At some point in your genealogy research, especially with a brick wall, you’ll want to explore your ancestor’s death records for even the smallest clue.
If you're lucky, you'll find when and where your ancestor was born, the full names of your ancestor's parents and where they were born, their spouses' full names, and information for their children.
In short, death records can help you chip away at your genealogy brick walls.
What Records Help Validate the Death of an Ancestor?
In genealogy, rarely does one record prove a fact. Additionally, death records are not limited to death certificates. As a matter of fact, some states in the US did not record death records until the 1910s.
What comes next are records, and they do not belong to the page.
//! Storage transport seam used by [`super::Uploader`].

use std::sync::Arc;

use bytes::Bytes;
use wire::{ChunkAck, CompletedUpload, InitChunkedUpload, InitChunkedUploadResponse, SingleUploadResponse};

use crate::error::ClientError;

/// Callback receiving the cumulative number of bytes handed to the network.
pub type ProgressFn = Arc<dyn Fn(u64) + Send + Sync>;

/// The four storage endpoints the uploader drives.
///
/// Implemented by [`crate::api::ApiClient`]; tests substitute in-memory mocks.
#[async_trait::async_trait]
pub trait UploadTransport: Send + Sync {
    /// `POST /upload/single`: whole file in one multipart request.
    async fn upload_single(
        &self,
        filename: &str,
        mime_type: &str,
        bytes: Bytes,
        on_sent: ProgressFn,
    ) -> Result<SingleUploadResponse, ClientError>;

    /// `POST /upload/chunk/init`: open an upload session.
    async fn init_chunked(&self, request: &InitChunkedUpload) -> Result<InitChunkedUploadResponse, ClientError>;

    /// `POST /upload/chunk`: send one chunk of an open session.
    async fn upload_chunk(&self, upload_id: &str, chunk_index: u32, bytes: Bytes) -> Result<ChunkAck, ClientError>;

    /// `POST /upload/chunk/complete`: assemble the chunks into the stored file.
    async fn complete_chunked(&self, upload_id: &str) -> Result<CompletedUpload, ClientError>;
}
Therefore, we should consult multiple sources for death information.
Those sources may include:
Church funeral records
Cemetery plot maps
Obituaries or Funeral Notices in Newspapers
Did I miss anything?
Suppose you aren’t fortunate enough to find vital records for the dates you’re researching, then you’ll have to explore vital record alternatives.
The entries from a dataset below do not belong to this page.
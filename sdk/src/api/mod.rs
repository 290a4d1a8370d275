//! Authenticated HTTP client for the platform APIs.
//!
//! DESIGN
//! ======
//! One `reqwest::Client` is built per `ApiClient` with the auth and tenant
//! headers installed as default headers, so every GraphQL query and storage
//! request carries them without per-call plumbing. This replaces the
//! request interceptors of the web front end.
//!
//! `graphql` covers the job-status query; `storage` implements the upload
//! endpoints behind [`crate::upload::UploadTransport`].

pub mod graphql;
pub mod storage;

use std::time::Duration;

use reqwest::header::{AUTHORIZATION, HeaderMap, HeaderName, HeaderValue};
use serde::Serialize;
use serde::de::DeserializeOwned;

use crate::config::ClientConfig;
use crate::error::ClientError;

/// Header carrying the active tenant (workspace) id.
pub const TENANT_HEADER: HeaderName = HeaderName::from_static("x-tenant-id");

// =============================================================================
// CLIENT
// =============================================================================

#[derive(Clone)]
pub struct ApiClient {
    http: reqwest::Client,
    config: ClientConfig,
}

impl ApiClient {
    /// Build a client from a validated config.
    ///
    /// # Errors
    ///
    /// Returns [`ClientError::InvalidHeader`] if the token or tenant id cannot
    /// be sent as a header, or [`ClientError::HttpClientBuild`] if reqwest
    /// fails to initialize.
    pub fn new(config: ClientConfig) -> Result<Self, ClientError> {
        let http = reqwest::Client::builder()
            .timeout(Duration::from_secs(config.timeouts.request_secs))
            .connect_timeout(Duration::from_secs(config.timeouts.connect_secs))
            .default_headers(default_headers(&config)?)
            .build()
            .map_err(|e| ClientError::HttpClientBuild(e.to_string()))?;
        Ok(Self { http, config })
    }

    /// Build a client from `POSTDECK_*` environment variables.
    ///
    /// # Errors
    ///
    /// See [`ClientConfig::from_env`] and [`ApiClient::new`].
    pub fn from_env() -> Result<Self, ClientError> {
        Self::new(ClientConfig::from_env()?)
    }

    #[must_use]
    pub fn config(&self) -> &ClientConfig {
        &self.config
    }

    async fn post_json<B, R>(&self, path: &str, body: &B) -> Result<R, ClientError>
    where
        B: Serialize + ?Sized,
        R: DeserializeOwned,
    {
        let response = self
            .http
            .post(self.config.endpoint(path))
            .json(body)
            .send()
            .await?;
        read_json(response).await
    }

    async fn post_multipart<R>(&self, path: &str, form: reqwest::multipart::Form) -> Result<R, ClientError>
    where
        R: DeserializeOwned,
    {
        let response = self
            .http
            .post(self.config.endpoint(path))
            .multipart(form)
            .send()
            .await?;
        read_json(response).await
    }
}

// =============================================================================
// HELPERS
// =============================================================================

fn default_headers(config: &ClientConfig) -> Result<HeaderMap, ClientError> {
    let mut headers = HeaderMap::new();
    if let Some(token) = &config.access_token {
        let mut value = HeaderValue::from_str(&format!("Bearer {token}"))
            .map_err(|_| ClientError::InvalidHeader { name: "authorization" })?;
        value.set_sensitive(true);
        headers.insert(AUTHORIZATION, value);
    }
    if let Some(tenant) = &config.tenant_id {
        let value = HeaderValue::from_str(tenant).map_err(|_| ClientError::InvalidHeader { name: "x-tenant-id" })?;
        headers.insert(TENANT_HEADER, value);
    }
    Ok(headers)
}

async fn read_body(response: reqwest::Response) -> Result<(u16, String), ClientError> {
    let status = response.status().as_u16();
    let text = response
        .text()
        .await
        .map_err(|e| ClientError::Request(e.to_string()))?;
    Ok((status, text))
}

async fn read_json<R: DeserializeOwned>(response: reqwest::Response) -> Result<R, ClientError> {
    let (status, text) = read_body(response).await?;
    if !(200..300).contains(&status) {
        return Err(ClientError::Response { status, body: text });
    }
    parse_body(&text)
}

fn parse_body<R: DeserializeOwned>(text: &str) -> Result<R, ClientError> {
    serde_json::from_str(text).map_err(|e| ClientError::Parse(e.to_string()))
}

#[cfg(test)]
#[path = "mod_test.rs"]
mod tests;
Watch this research plan development process in action in this video.
Validating Death is a Great Place to Start When Breaking Down Brick Walls
I'm on a quest to discover the identity of my brick wall ancestor John Townley. John is my 4th great-grandfather. Of all the secondary goals in my genealogy research plan, I chose to start with validating his death.
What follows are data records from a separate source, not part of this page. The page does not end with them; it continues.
//! Job status projection.
//!
//! DESIGN
//! ======
//! Jobs are owned by the backend (AI generation, profile refresh, ...). The
//! client only ever sees read-only snapshots of them, so `JobStatus` is a
//! plain serde struct with a few helpers for the states callers branch on.
//!
//! EDGE CASES
//! ==========
//! The backend is not consistent about timestamps: some resolvers return
//! RFC 3339 strings, queue-backed ones return epoch milliseconds (as numbers
//! or as digit strings). Both are accepted; RFC 3339 is always written back.
//! Results may arrive JSON-encoded inside a string and need a second parse.

use std::fmt;

use serde::de::DeserializeOwned;
use serde::{Deserialize, Deserializer, Serialize};
use serde_json::Value;
use time::OffsetDateTime;

/// Message used when a job fails without reporting an error.
pub const GENERIC_FAILURE_MESSAGE: &str = "Job failed";

/// Lifecycle state of a backend job.
#[derive(Clone, Copy, Debug, PartialEq, Eq, Hash, Serialize, Deserialize)]
#[serde(rename_all = "lowercase")]
pub enum JobState {
    /// Queued, not yet picked up by a worker.
    Waiting,
    /// A worker is processing the job.
    Active,
    /// Finished successfully. Terminal.
    Completed,
    /// Finished with an error. Terminal.
    Failed,
    /// Scheduled to run later.
    Delayed,
}

impl JobState {
    /// `true` for `completed` and `failed`; polling stops on these.
    #[must_use]
    pub fn is_terminal(self) -> bool {
        matches!(self, Self::Completed | Self::Failed)
    }

    #[must_use]
    pub fn as_str(self) -> &'static str {
        match self {
            Self::Waiting => "waiting",
            Self::Active => "active",
            Self::Completed => "completed",
            Self::Failed => "failed",
            Self::Delayed => "delayed",
        }
    }
}

impl fmt::Display for JobState {
    fn fmt(&self, f: &mut fmt::Formatter<'_>) -> fmt::Result {
        f.write_str(self.as_str())
    }
}

/// Snapshot of a job as returned by the job-status query.
#[derive(Clone, Debug, PartialEq, Serialize, Deserialize)]
#[serde(rename_all = "camelCase")]
pub struct JobStatus {
    pub id: String,
    pub status: JobState,
    /// Completion percentage reported by the worker, `0.0` when absent.
    #[serde(default, deserialize_with = "deserialize_progress")]
    pub progress: f64,
    #[serde(default, skip_serializing_if = "Option::is_none")]
    pub result: Option<Value>,
    #[serde(default, skip_serializing_if = "Option::is_none")]
    pub error: Option<String>,
    #[serde(default, with = "timestamp", skip_serializing_if = "Option::is_none")]
    pub created_at: Option<OffsetDateTime>,
    #[serde(default, with = "timestamp", skip_serializing_if = "Option::is_none")]
    pub finished_at: Option<OffsetDateTime>,
}

impl JobStatus {
    #[must_use]
    pub fn is_terminal(&self) -> bool {
        self.status.is_terminal()
    }

    /// Return the job result with string-encoded JSON unpacked.
    ///
    /// A string result that parses as JSON yields the parsed value; anything
    /// else (including strings that are not JSON) is returned unchanged.
    #[must_use]
    pub fn decoded_result(&self) -> Option<Value> {
        match &self.result {
            Some(Value::String(raw)) => {
                Some(serde_json::from_str(raw).unwrap_or_else(|_| Value::String(raw.clone())))
            }
            other => other.clone(),
        }
    }

    /// Deserialize the decoded result into `T`.
    ///
    /// # Errors
    ///
    /// Returns the serde error when the result does not match `T`.
    pub fn result_as<T: DeserializeOwned>(&self) -> Result<Option<T>, serde_json::Error> {
        self.decoded_result().map(serde_json::from_value).transpose()
    }

    /// Server-reported error, or [`GENERIC_FAILURE_MESSAGE`] when blank.
    #[must_use]
    pub fn failure_message(&self) -> &str {
        self.error
            .as_deref()
            .filter(|message| !message.trim().is_empty())
            .unwrap_or(GENERIC_FAILURE_MESSAGE)
    }
}

fn deserialize_progress<'de, D>(deserializer: D) -> Result<f64, D::Error>
where
    D: Deserializer<'de>,
{
    Ok(Option::<f64>::deserialize(deserializer)?.unwrap_or(0.0))
}

mod timestamp {
    use serde::{Deserialize, Deserializer, Serializer};
    use time::OffsetDateTime;
    use time::format_description::well_known::Rfc3339;

    #[derive(Deserialize)]
    #[serde(untagged)]
    enum Raw {
        Millis(i64),
        Text(String),
    }

    #[allow(clippy::ref_option)]
    pub(super) fn serialize<S>(value: &Option<OffsetDateTime>, serializer: S) -> Result<S::Ok, S::Error>
    where
        S: Serializer,
    {
        match value {
            Some(ts) => {
                let text = ts.format(&Rfc3339).map_err(serde::ser::Error::custom)?;
                serializer.serialize_some(&text)
            }
            None => serializer.serialize_none(),
        }
    }

    pub(super) fn deserialize<'de, D>(deserializer: D) -> Result<Option<OffsetDateTime>, D::Error>
    where
        D: Deserializer<'de>,
    {
        Option::<Raw>::deserialize(deserializer)?
            .map(parse)
            .transpose()
            .map_err(serde::de::Error::custom)
    }

    fn parse(raw: Raw) -> Result<OffsetDateTime, String> {
        match raw {
            Raw::Millis(ms) => from_millis(ms),
            Raw::Text(text) => match text.parse::<i64>() {
                Ok(ms) => from_millis(ms),
                Err(_) => OffsetDateTime::parse(&text, &Rfc3339).map_err(|e| e.to_string()),
            },
        }
    }

    fn from_millis(ms: i64) -> Result<OffsetDateTime, String> {
        OffsetDateTime::from_unix_timestamp_nanos(i128::from(ms) * 1_000_000).map_err(|e| e.to_string())
    }
}

#[cfg(test)]
#[path = "job_test.rs"]
mod tests;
According to a terrific blog post on FindMyPast, "it's often best (in genealogy) to work backward, starting with the most recent events moving to the more distant."
Additionally, I've discovered that many death records are often some of the most easily accessible genealogy sources. FindAGrave, BillionGraves, cemetery websites, and other resources readily provide information about our ancestor's final resting place. Thus we receive clues for our research.
John lived in Cincinnati, Hamilton County, Ohio, USA. Hamilton County did maintain death records in the 1890s when John died. Score!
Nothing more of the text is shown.